Una de las razones que refuta este planteamiento parte de lo frágiles que son las ideas al nacer. Pueden ser pisoteadas fácilmente por demasiados egos. Necesitan intimidad para madurar y ser los suficientemente fuertes como para poder defenderse frente a otras.

Los grupos reducidos trabajan mejor porque saben que son los encargados de un proyecto en concreto y lucharán por sacarlo hacia delante.

Gastar menos en busca de ideas más grandes

Los anunciantes han comenzado a cansarse de realizar grandes desembolsos en los gigantes de la publicidad y que los resultados no sean los que esperaban. Buscan la optimización de sus recursos y la reducción de costes.
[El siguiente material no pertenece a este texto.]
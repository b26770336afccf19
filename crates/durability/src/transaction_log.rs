//! Transaction log entries
//!
//! Every committed version records the transaction that produced it in
//! `_transactions/{read_version}-{uuid}.txn`. Later writers read these files
//! to decide whether their own operation conflicts with what was committed
//! after they started.
//!
//! ## Core Guarantees
//!
//! 1. **Write once**: a transaction file is never modified after it is written
//! 2. **Retained**: cleanup never deletes transaction files
//! 3. **Closed set**: `Operation` is a closed tagged union; a file naming an
//!    operation this build does not know fails to decode, and the commit path
//!    treats that as a conflict

use serde::{Deserialize, Serialize};
use std::collections::{BTreeMap, BTreeSet};
use tessel_core::{DataFile, Fragment, IndexMetadata, Schema};
use uuid::Uuid;

/// One compaction group: old fragments replaced by new ones
#[derive(Debug, Clone, PartialEq, Serialize, Deserialize)]
pub struct RewriteGroup {
    /// Fragments being replaced, as they were at read time
    pub old_fragments: Vec<Fragment>,
    /// Replacement fragments (ids may be unassigned)
    pub new_fragments: Vec<Fragment>,
}

/// An index whose fragment coverage is remapped by a rewrite
#[derive(Debug, Clone, PartialEq, Eq, Serialize, Deserialize)]
pub struct RewrittenIndex {
    /// Uuid of the index before the rewrite
    pub old_id: Uuid,
    /// Uuid of the remapped index files
    pub new_id: Uuid,
}

/// Replacement of one data file within an existing fragment
#[derive(Debug, Clone, PartialEq, Eq, Serialize, Deserialize)]
pub struct DataReplacementGroup {
    /// Fragment receiving the new file
    pub fragment_id: u64,
    /// New file; its field ids select the file it replaces
    pub new_file: DataFile,
}

/// What a transaction does to the table
#[derive(Debug, Clone, PartialEq, Serialize, Deserialize)]
pub enum Operation {
    /// Add new fragments
    Append {
        /// Staged fragments
        fragments: Vec<Fragment>,
    },
    /// Soft-delete rows
    Delete {
        /// Fragments with new deletion files
        updated_fragments: Vec<Fragment>,
        /// Fragments whose rows were all deleted
        deleted_fragment_ids: Vec<u64>,
        /// Predicate that selected the rows
        predicate: String,
    },
    /// Replace the whole table
    Overwrite {
        /// New schema
        schema: Schema,
        /// New fragments
        fragments: Vec<Fragment>,
        /// Config entries to set on the new version
        config_upsert: Option<BTreeMap<String, String>>,
    },
    /// Add columns to every fragment
    Merge {
        /// Every fragment of the table with its new files
        fragments: Vec<Fragment>,
        /// Schema including the new columns
        schema: Schema,
    },
    /// Rename, drop or reorder columns without touching data
    Project {
        /// New schema
        schema: Schema,
    },
    /// Rewrite rows in place
    Update {
        /// Fragments removed entirely
        removed_fragment_ids: Vec<u64>,
        /// Existing fragments with new files or deletion files
        updated_fragments: Vec<Fragment>,
        /// Fragments holding the rewritten rows
        new_fragments: Vec<Fragment>,
        /// Fields whose values changed; empty means every field
        fields_modified: Vec<i32>,
    },
    /// Compaction
    Rewrite {
        /// Old/new fragment groups
        groups: Vec<RewriteGroup>,
        /// Indices remapped onto the new fragments
        rewritten_indices: Vec<RewrittenIndex>,
    },
    /// Add or replace secondary indices
    CreateIndex {
        /// Indices to add; an existing index with the same name is replaced
        new_indices: Vec<IndexMetadata>,
        /// Indices to remove
        removed_indices: Vec<IndexMetadata>,
    },
    /// Swap data files of existing fragments
    DataReplacement {
        /// Per-fragment replacements
        replacements: Vec<DataReplacementGroup>,
    },
    /// Re-publish an older version as the newest one
    Restore {
        /// Version to restore
        version: u64,
    },
    /// Reserve fragment ids ahead of a commit
    ReserveFragments {
        /// How many ids to reserve
        num_fragments: u32,
    },
    /// Edit the table config map
    UpdateConfig {
        /// Keys to insert or replace
        upsert_values: BTreeMap<String, String>,
        /// Keys to remove
        delete_keys: Vec<String>,
    },
}

impl Operation {
    /// Short name used in logs and conflict messages
    pub fn name(&self) -> &'static str {
        match self {
            Operation::Append { .. } => "Append",
            Operation::Delete { .. } => "Delete",
            Operation::Overwrite { .. } => "Overwrite",
            Operation::Merge { .. } => "Merge",
            Operation::Project { .. } => "Project",
            Operation::Update { .. } => "Update",
            Operation::Rewrite { .. } => "Rewrite",
            Operation::CreateIndex { .. } => "CreateIndex",
            Operation::DataReplacement { .. } => "DataReplacement",
            Operation::Restore { .. } => "Restore",
            Operation::ReserveFragments { .. } => "ReserveFragments",
            Operation::UpdateConfig { .. } => "UpdateConfig",
        }
    }

    /// True for operations that replace the whole table state
    pub fn replaces_table(&self) -> bool {
        matches!(self, Operation::Overwrite { .. } | Operation::Restore { .. })
    }

    /// Ids of pre-existing fragments this operation modifies or removes
    pub fn modified_fragment_ids(&self) -> BTreeSet<u64> {
        match self {
            Operation::Delete {
                updated_fragments,
                deleted_fragment_ids,
                ..
            } => updated_fragments
                .iter()
                .map(|f| f.id)
                .chain(deleted_fragment_ids.iter().copied())
                .collect(),
            Operation::Update {
                removed_fragment_ids,
                updated_fragments,
                ..
            } => updated_fragments
                .iter()
                .map(|f| f.id)
                .chain(removed_fragment_ids.iter().copied())
                .collect(),
            Operation::Rewrite { groups, .. } => groups
                .iter()
                .flat_map(|g| g.old_fragments.iter().map(|f| f.id))
                .collect(),
            Operation::DataReplacement { replacements } => {
                replacements.iter().map(|r| r.fragment_id).collect()
            }
            Operation::Merge { fragments, .. } => fragments.iter().map(|f| f.id).collect(),
            _ => BTreeSet::new(),
        }
    }

    /// Field ids whose stored values this operation changes.
    ///
    /// `None` means every field (a whole-row rewrite).
    pub fn written_fields(&self) -> Option<BTreeSet<i32>> {
        match self {
            Operation::Update {
                fields_modified, ..
            } if fields_modified.is_empty() => None,
            Operation::Update {
                fields_modified, ..
            } => Some(fields_modified.iter().copied().collect()),
            Operation::DataReplacement { replacements } => Some(
                replacements
                    .iter()
                    .flat_map(|r| r.new_file.active_fields())
                    .collect(),
            ),
            _ => Some(BTreeSet::new()),
        }
    }
}

/// One attempt to move the table from `read_version` to a new version
#[derive(Debug, Clone, PartialEq, Serialize, Deserialize)]
pub struct Transaction {
    /// Version the writer observed before staging changes
    pub read_version: u64,
    /// Identifies this transaction across retries
    pub uuid: Uuid,
    /// What the transaction does
    pub operation: Operation,
    /// Tag to bind to the new version
    pub tag: Option<String>,
    /// Operation to commit on the `_blobs` sub-table first
    pub blobs_op: Option<Operation>,
}

impl Transaction {
    /// Create a transaction with a fresh uuid
    pub fn new(read_version: u64, operation: Operation) -> Self {
        Transaction {
            read_version,
            uuid: Uuid::new_v4(),
            operation,
            tag: None,
            blobs_op: None,
        }
    }

    /// Bind a tag to the committed version (builder pattern)
    pub fn with_tag(mut self, tag: impl Into<String>) -> Self {
        self.tag = Some(tag.into());
        self
    }

    /// Attach a blob sub-table operation (builder pattern)
    pub fn with_blobs_op(mut self, op: Operation) -> Self {
        self.blobs_op = Some(op);
        self
    }
}
impl Table {
    pub(crate) fn from_parts(
        coordinator: CommitCoordinator,
        config: TableConfig,
        manifest: Manifest,
    ) -> Self {
        Table {
            coordinator,
            config,
            manifest: Arc::new(manifest),
            row_id_index: Arc::new(Mutex::new(None)),
        }
    }

    /// Builder for tables at a sub-path, with an external store, or custom config
    pub fn builder(store: Arc<dyn ObjectStore>) -> TableBuilder {
        TableBuilder::new(store)
    }

    /// Create a table at the root of `store` from staged fragments
    pub fn create(
        store: Arc<dyn ObjectStore>,
        schema: Schema,
        fragments: Vec<Fragment>,
        config: TableConfig,
    ) -> Result<Table> {
        TableBuilder::new(store)
            .with_config(config)
            .create(schema, fragments)
    }

    /// Open the latest version of the table at the root of `store`
    pub fn open(store: Arc<dyn ObjectStore>, config: TableConfig) -> Result<Table> {
        TableBuilder::new(store).with_config(config).open()
    }

    // ========================================================================
    // Accessors
    // ========================================================================

    /// Version this handle reads
    pub fn version(&self) -> u64 {
        self.manifest.version
    }

    /// Manifest this handle reads
    pub fn manifest(&self) -> &Manifest {
        &self.manifest
    }

    /// Current schema
    pub fn schema(&self) -> &Schema {
        &self.manifest.schema
    }

    /// Live rows
    pub fn count_rows(&self) -> u64 {
        self.manifest.count_rows()
    }

    /// Writer configuration
    pub fn config(&self) -> &TableConfig {
        &self.config
    }

    /// Commit coordinator of this table
    pub fn coordinator(&self) -> &CommitCoordinator {
        &self.coordinator
    }

    fn store(&self) -> &dyn ObjectStore {
        &**self.coordinator.store()
    }

    fn set_manifest(&mut self, manifest: Manifest) {
        self.manifest = Arc::new(manifest);
        self.row_id_index = Arc::new(Mutex::new(None));
    }

    // ========================================================================
    // Versions
    // ========================================================================

    /// Newest published version
    pub fn latest_version(&self) -> Result<u64> {
        self.coordinator
            .handler()
            .resolve_latest(self.store(), self.coordinator.paths())?
            .map(|l| l.version)
            .ok_or_else(|| Error::NotFound {
                path: self.coordinator.paths().versions_prefix(),
            })
    }

    /// Every published version, ascending
    pub fn versions(&self) -> Result<Vec<VersionInfo>> {
        let locations = self
            .coordinator
            .handler()
            .list_versions(self.store(), self.coordinator.paths())?;
        locations
            .iter()
            .map(|location| {
                let manifest = self.coordinator.load_version(location.version)?;
                Ok(VersionInfo {
                    version: manifest.version,
                    timestamp: manifest.timestamp,
                    tag: manifest.tag,
                })
            })
            .collect()
    }

    /// Handle pinned to an older (or newer) version
    pub fn checkout_version(&self, version: u64) -> Result<Table> {
        let manifest = self.coordinator.load_version(version)?;
        Ok(Table::from_parts(
            self.coordinator.clone(),
            self.config.clone(),
            manifest,
        ))
    }

    /// Handle pinned to the version a tag points at
    pub fn checkout_tag(&self, name: &str) -> Result<Table> {
        self.checkout_version(self.tag_version(name)?)
    }

    /// Move this handle to the newest version
    pub fn checkout_latest(&mut self) -> Result<()> {
        let manifest = self.coordinator.load_latest()?.ok_or_else(|| Error::NotFound {
            path: self.coordinator.paths().versions_prefix(),
        })?;
        if manifest.version != self.manifest.version {
            self.set_manifest(manifest);
        }
        Ok(())
    }

    // ========================================================================
    // Commits
    // ========================================================================

    /// Commit an operation built against `read_version`.
    ///
    /// The handle moves to the new version.
    pub fn commit(&mut self, operation: Operation, read_version: u64) -> Result<u64> {
        self.commit_transaction(Transaction::new(read_version, operation))
    }

    /// Commit a prepared transaction (tags, blob operations).
    pub fn commit_transaction(&mut self, txn: Transaction) -> Result<u64> {
        let manifest = self.coordinator.commit(&txn)?;
        let version = manifest.version;
        self.set_manifest(manifest);
        Ok(version)
    }

    fn commit_op(&mut self, operation: Operation) -> Result<u64> {
        let read_version = self.version();
        self.commit(operation, read_version)
    }

    /// Add staged fragments
    pub fn append(&mut self, fragments: Vec<Fragment>) -> Result<u64> {
        self.commit_op(Operation::Append { fragments })
    }

    /// Replace the whole table
    pub fn overwrite(&mut self, schema: Schema, fragments: Vec<Fragment>) -> Result<u64> {
        self.commit_op(Operation::Overwrite {
            schema,
            fragments,
            config_upsert: None,
        })
    }

    fn plan_deletions(&self, filter: &dyn RowFilter) -> Result<DeletionPlan> {
        let mut plan = DeletionPlan::default();
        for fragment in &self.manifest.fragments {
            let offsets = filter.matching_offsets(fragment)?;
            if offsets.is_empty() {
                continue;
            }
            let outcome = apply_deletions(
                self.store(),
                self.coordinator.paths(),
                fragment,
                self.version(),
                &offsets,
                self.config.sparse_deletion_max,
            )?;
            match outcome {
                DeletionOutcome::Unchanged => {}
                DeletionOutcome::Updated(file) => {
                    plan.rows += file.num_deleted_rows - fragment.num_deleted_rows();
                    let mut updated = fragment.clone();
                    updated.deletion_file = Some(file);
                    plan.updated.push(updated);
                }
                DeletionOutcome::FullyDeleted => {
                    plan.rows += fragment.current_rows();
                    plan.removed.push(fragment.id);
                }
            }
        }
        Ok(plan)
    }

    /// Soft-delete the rows `filter` selects. Returns the number of rows deleted.
    ///
    /// Fragments that lose every row are removed from the manifest. Nothing
    /// is committed when no live row matches.
    pub fn delete(&mut self, filter: &dyn RowFilter) -> Result<u64> {
        let plan = self.plan_deletions(filter)?;
        if plan.is_empty() {
            return Ok(0);
        }
        debug!(
            target: "tessel::table",
            rows = plan.rows,
            removed = plan.removed.len(),
            "Deleting rows"
        );
        self.commit_op(Operation::Delete {
            updated_fragments: plan.updated,
            deleted_fragment_ids: plan.removed,
            predicate: filter.describe(),
        })?;
        Ok(plan.rows)
    }

    /// Soft-delete rows by stable row id. Unknown ids are ignored.
    pub fn delete_row_ids(&mut self, row_ids: &[u64]) -> Result<u64> {
        let addresses: Vec<RowAddress> = self.take_rows(row_ids)?.into_iter().flatten().collect();
        if addresses.is_empty() {
            return Ok(0);
        }
        self.delete(&OffsetFilter::from_addresses(addresses))
    }

    /// Rewrite the rows `filter` selects.
    ///
    /// The selected rows are deleted and `new_fragments` (staged, holding
    /// the updated rows) are added in the same version. Updated rows get
    /// new row ids. Returns the number of rows replaced.
    pub fn update(&mut self, filter: &dyn RowFilter, new_fragments: Vec<Fragment>) -> Result<u64> {
        let plan = self.plan_deletions(filter)?;
        if plan.is_empty() && new_fragments.is_empty() {
            return Ok(0);
        }
        self.commit_op(Operation::Update {
            removed_fragment_ids: plan.removed,
            updated_fragments: plan.updated,
            new_fragments,
            fields_modified: Vec::new(),
        })?;
        Ok(plan.rows)
    }

    /// Add columns. `fragments` must list every fragment with its new files.
    pub fn merge(&mut self, fragments: Vec<Fragment>, schema: Schema) -> Result<u64> {
        self.commit_op(Operation::Merge { fragments, schema })
    }

    /// Replace the schema without touching data (rename, drop, reorder).
    pub fn project(&mut self, schema: Schema) -> Result<u64> {
        self.commit_op(Operation::Project { schema })
    }

    /// Drop columns by name, with their children
    pub fn drop_columns(&mut self, names: &[&str]) -> Result<u64> {
        let mut dropped = BTreeSet::new();
        for name in names {
            let field = self
                .schema()
                .field_by_name(name)
                .ok_or_else(|| Error::invalid_input(format!("no column named '{}'", name)))?;
            dropped.insert(field.id);
        }
        // Fields are depth-first, so parents are seen before children
        for field in &self.schema().fields {
            if dropped.contains(&field.parent_id) {
                dropped.insert(field.id);
            }
        }
        let keep: BTreeSet<i32> = self.schema().field_ids().difference(&dropped).copied().collect();
        let schema = self.schema().project(&keep);
        self.project(schema)
    }

    /// Register a secondary index over `fields` covering every current fragment
    pub fn create_index(&mut self, name: &str, fields: &[i32]) -> Result<IndexMetadata> {
        let index = IndexMetadata::new(
            name,
            fields.to_vec(),
            self.version(),
            self.manifest.fragment_ids(),
        );
        let uuid = index.uuid;
        self.commit_op(Operation::CreateIndex {
            new_indices: vec![index],
            removed_indices: Vec::new(),
        })?;
        self.manifest
            .indices
            .iter()
            .find(|i| i.uuid == uuid)
            .cloned()
            .ok_or_else(|| Error::internal(format!("index '{}' missing after commit", name)))
    }

    /// Remove a secondary index by name
    pub fn drop_index(&mut self, name: &str) -> Result<u64> {
        let index = self
            .manifest
            .index(name)
            .cloned()
            .ok_or_else(|| Error::invalid_input(format!("no index named '{}'", name)))?;
        self.commit_op(Operation::CreateIndex {
            new_indices: Vec::new(),
            removed_indices: vec![index],
        })
    }

    /// Swap data files of existing fragments
    pub fn replace_data(&mut self, replacements: Vec<DataReplacementGroup>) -> Result<u64> {
        self.commit_op(Operation::DataReplacement { replacements })
    }

    /// Re-publish this handle's version as the newest version
    pub fn restore(&mut self) -> Result<u64> {
        let latest = self.latest_version()?;
        let version = self.version();
        info!(target: "tessel::table", version, latest, "Restoring version");
        self.commit(Operation::Restore { version }, latest)
    }

    /// Reserve fragment ids for use in a later commit
    pub fn reserve_fragments(&mut self, num_fragments: u32) -> Result<Vec<u64>> {
        if num_fragments == 0 {
            return Ok(Vec::new());
        }
        self.commit_op(Operation::ReserveFragments { num_fragments })?;
        let high = self.manifest.max_fragment_id;
        Ok((high + 1 - u64::from(num_fragments)..=high).collect())
    }

    /// Edit the table's config map
    pub fn update_config(
        &mut self,
        upsert: impl IntoIterator<Item = (String, String)>,
        delete: impl IntoIterator<Item = String>,
    ) -> Result<u64> {
        let upsert_values: BTreeMap<String, String> = upsert.into_iter().collect();
        let delete_keys: Vec<String> = delete.into_iter().collect();
        self.commit_op(Operation::UpdateConfig {
            upsert_values,
            delete_keys,
        })
    }

    // ========================================================================
    // Compaction & cleanup
    // ========================================================================

    /// Merge small fragments and purge deleted rows in one `Rewrite` commit.
    ///
    /// Uses the configured compaction defaults when `options` is `None`.
    pub fn compact_files(
        &mut self,
        options: Option<&CompactionOptions>,
        rewriter: &dyn FragmentRewriter,
    ) -> Result<CompactionMetrics> {
        let options = options.unwrap_or(&self.config.compaction).clone();
        let plan = plan_compaction(&self.manifest.fragments, &self.manifest.indices, &options)?;
        if plan.is_empty() {
            debug!(target: "tessel::compaction", version = self.version(), "Nothing to compact");
            return Ok(CompactionMetrics::default());
        }
        let prepared = prepare_rewrite(
            self.store(),
            self.coordinator.paths(),
            &self.manifest.schema,
            &self.manifest.indices,
            &plan,
            &options,
            self.manifest.uses_stable_row_ids(),
            self.config.inline_row_id_limit_bytes,
            rewriter,
        )?;
        let version = self.commit_op(Operation::Rewrite {
            groups: prepared.groups,
            rewritten_indices: prepared.rewritten_indices,
        })?;
        info!(
            target: "tessel::compaction",
            version,
            fragments_removed = prepared.metrics.fragments_removed,
            fragments_added = prepared.metrics.fragments_added,
            "Compacted fragments"
        );
        Ok(prepared.metrics)
    }

    /// Delete versions older than `before` (never the latest or tagged ones)
    pub fn cleanup_old_versions(&self, before: DateTime<Utc>) -> Result<CleanupStats> {
        cleanup_old_versions(&self.coordinator, before)
    }

    // ========================================================================
    // Reads
    // ========================================================================

    /// Rows of this version
    pub fn scan(&self, options: &ScanOptions<'_>) -> Result<Vec<ScanRow>> {
        scan(self.store(), self.coordinator.paths(), &self.manifest, options)
    }

    /// Resolve row ids to live row addresses; unknown or deleted ids are `None`
    pub fn take_rows(&self, row_ids: &[u64]) -> Result<Vec<Option<RowAddress>>> {
        let index = self.row_id_index()?;
        take_rows(
            self.store(),
            self.coordinator.paths(),
            &self.manifest,
            &index,
            row_ids,
        )
    }

    /// Row id index of this version, built on first use
    pub fn row_id_index(&self) -> Result<Arc<RowIdIndex>> {
        let mut cached = self.row_id_index.lock();
        if let Some(index) = cached.as_ref() {
            return Ok(Arc::clone(index));
        }
        let index = Arc::new(RowIdIndex::build(
            self.store(),
            &self.manifest.fragments,
            self.manifest.uses_stable_row_ids(),
        )?);
        *cached = Some(Arc::clone(&index));
        Ok(index)
    }
}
Hay que pensar muy duro y gastar lo menos posible. Y esto es algo que las agencias pequeñas pueden hacer perfectamente. Las grandes han invertido demasiado en ciertas disciplinas y quieren sacarles todo el rendimiento posible.

A esto tenemos que sumar que las grandes agencias avanzan hacia la oferta de servicios in-house. Algo en lo que muchas de las pequeñas les llevan bastante ventaja en términos de especialización.

La industria está cambiando de forma constante. Esta es la única certeza con la que contamos. No sabemos si este viraje hacia las agencias más pequeñas es una tendencia o se trata del asentamiento de uno de los nuevos pilares de la industria publicitaria.

Lo que sí está claro es que los hábitos de los consumidores y las necesidades de los anunciantes han cambiado. La cuestión ahora es (dejando a un lado el tamaño), ¿está preparada su agencia?